How he had gotten here ( wherever here was, of course ) didn’t much matter, because there wasn’t much of a difference between aimless wandering and pointed, definitive goals if he ends up in more or less the same place, anyhow. Dimly lit, with a pulsing beat of music that grinds itself into his every joint and bone that he can still feel - he was on his fifth stolen shot, at least he thinks - this club could be any other one lining the busy, weekend streets of the city, or none of them at all, and the boy would find himself in the exact same spot. Perched at the edge of the bar, he isn’t dressed too spectacularly, the plain, black v-neck doing well to keep most of the sober girls off of him - he didn’t reek of money - while boring the drunken ones just enough to have them pour half of their drinks into his mouth ( sloppy, tasteless ) before falling into a bathroom stall with another, far more sober man’s hand between their legs.

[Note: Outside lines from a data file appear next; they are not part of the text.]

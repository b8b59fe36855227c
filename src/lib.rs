pub mod app;
pub mod cli;
pub mod config;
pub mod engine;
pub mod error;
pub mod remote;
pub mod search;
pub mod storage;

pub use error::{DocsError, Result};

/// Package version from Cargo.toml.
pub const VERSION: &str = env!("CARGO_PKG_VERSION");
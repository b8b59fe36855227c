//! docsearch search - Run a query through the coordinator
//!
//! Uses the local engine when the network policy allows it and the engine
//! finishes its handshake in time; otherwise races the remote legs.

use std::sync::Arc;
use std::time::Duration;

use clap::Args;
use colored::Colorize;
use serde_json::json;
use tracing::{debug, info};

use crate::app::AppContext;
use crate::cli::output;
use crate::config::ChannelKind;
use crate::engine::{ConfigProbe, Credentials, EngineHost, EngineLink, EngineOptions, open_channel};
use crate::error::{DocsError, Result};
use crate::remote::HttpRemote;
use crate::search::{ReducerVariant, SearchCoordinator, SearchResult, SearchState, SearchStore};

#[derive(Args, Debug)]
pub struct SearchArgs {
    /// Search query
    pub query: String,

    /// Only use the local engine
    #[arg(long, conflicts_with = "remote_only")]
    pub local_only: bool,

    /// Skip the local engine and query the remote backend
    #[arg(long)]
    pub remote_only: bool,

    /// How long to wait for the local engine handshake (milliseconds)
    #[arg(long, default_value = "2000")]
    pub engine_timeout_ms: u64,
}

pub fn run(ctx: &AppContext, args: &SearchArgs) -> Result<()> {
    if args.query.trim().is_empty() {
        return Err(DocsError::InvalidQuery("query must not be empty".to_string()));
    }

    let runtime = tokio::runtime::Builder::new_multi_thread()
        .enable_all()
        .build()?;
    let state = runtime.block_on(search(ctx, args))?;
    display_state(ctx, args, &state)
}

async fn search(ctx: &AppContext, args: &SearchArgs) -> Result<SearchState> {
    let config = &ctx.config;
    let use_engine = config.engine.enabled && !args.remote_only;

    let remote = if args.local_only {
        None
    } else if config.remote.is_configured() {
        Some(HttpRemote::from_config(&config.remote)?)
    } else {
        debug!("remote backend not configured");
        None
    };

    if !use_engine && remote.is_none() {
        return Err(DocsError::MissingConfig(
            "no search backend: enable [engine] or configure [remote]".to_string(),
        ));
    }

    let variant = if args.local_only {
        ReducerVariant::LocalOnly
    } else {
        ReducerVariant::RemoteFallback
    };
    let store = Arc::new(SearchStore::new(variant));

    let coordinator = if use_engine {
        let options = EngineOptions::from_config(config);
        let kind = config.engine.channel;
        let shared = match kind {
            ChannelKind::Shared => Some(EngineHost::spawn_shared(options.clone())?),
            ChannelKind::Dedicated => None,
        };
        let probe = ConfigProbe::new(config.network.clone());
        let credentials = Credentials::from(&config.remote);

        let coordinator = SearchCoordinator::with_engine(store, remote, |replies| {
            EngineLink::start(
                &probe,
                move || open_channel(kind, options, shared.as_ref()),
                credentials,
                replies,
            )
        });

        if let Some(engine) = coordinator.engine().filter(|engine| !engine.skip_engine()) {
            let timeout = Duration::from_millis(args.engine_timeout_ms);
            match tokio::time::timeout(timeout, engine.wait_ready()).await {
                Ok(Ok(())) => info!("local engine ready"),
                Ok(Err(err)) => info!(error = %err, "local engine unavailable"),
                Err(_) => info!(timeout_ms = args.engine_timeout_ms, "local engine not ready in time"),
            }
        }
        coordinator
    } else {
        SearchCoordinator::new(store, remote)
    };

    coordinator.search(&args.query);
    coordinator.settled().await;
    Ok(coordinator.store().state())
}

fn display_state(ctx: &AppContext, args: &SearchArgs, state: &SearchState) -> Result<()> {
    if ctx.json {
        return output::emit_json(&json!({
            "query": args.query,
            "count": state.results().len(),
            "state": state,
        }));
    }

    match state {
        SearchState::Error => {
            println!(
                "{} Search for '{}' failed (run with -v for details)",
                "✗".red(),
                args.query.cyan()
            );
        }
        SearchState::Results { results } | SearchState::Stale { results } => {
            println!(
                "{} results for '{}':",
                results.len().to_string().bold(),
                args.query.cyan()
            );
            println!();
            for (i, result) in results.iter().enumerate() {
                print_result(i + 1, result);
            }
        }
        _ => {
            println!(
                "{} No documentation found for '{}'",
                "!".yellow(),
                args.query.cyan()
            );
        }
    }
    Ok(())
}

fn print_result(rank: usize, result: &SearchResult) {
    println!(
        "{} {} {}",
        format!("{rank}.").dimmed(),
        result.title.bold(),
        format!("[{}]", result.page_type.as_str()).dimmed()
    );
    println!("   {}", result.path.blue());
    if let Some(description) = &result.description {
        println!("   {description}");
    }
    for heading in result.headings.iter().flatten() {
        println!("   {} {}#{}", "›".dimmed(), heading.title, heading.slug.dimmed());
    }
    println!();
}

Yes, he’s quite comfortable in his spot, having failed to touch his wallet even once throughout the night while still sporting quite the buzz, though with comfort comes restlessness, and he’s just beginning to entertain the idea of skipping to another club when somebody begins to speak to him—or rather, at him. The drawl is attractively humorous at best, repulsive at worst, Kai decides almost immediately upon turning his attention to whoever was favouring him now, and while it’s somewhat of a pleasant surprise to find that his next fan was male ( at least, he thinks—not that it mattered, a mouth was a mouth and a hole was a hole ), the stench of the alcohol on his breath and the pale column of his throat are much too distracting for him to care about much else. It was too easy, what with the haze clouding the boy’s delicate features ( and he thought of himself as pretty ) and the sudden, but not altogether unpleasant, contact between them—too easy to slip a hand between pretty thighs, too easy to grip a fistful of hair and have him on his knees before him. No, the fun would be, of course, when the alcohol has run its course and a yes quickly becomes a no, a beg, a sob for him to stop, so, naturally, Kai finds himself playing along, the eye closest to the stranger’s hand closing softly as he makes no move to shy away from the contact; encouraging it, even.
"How about we start with a name, beautiful, be polite, now."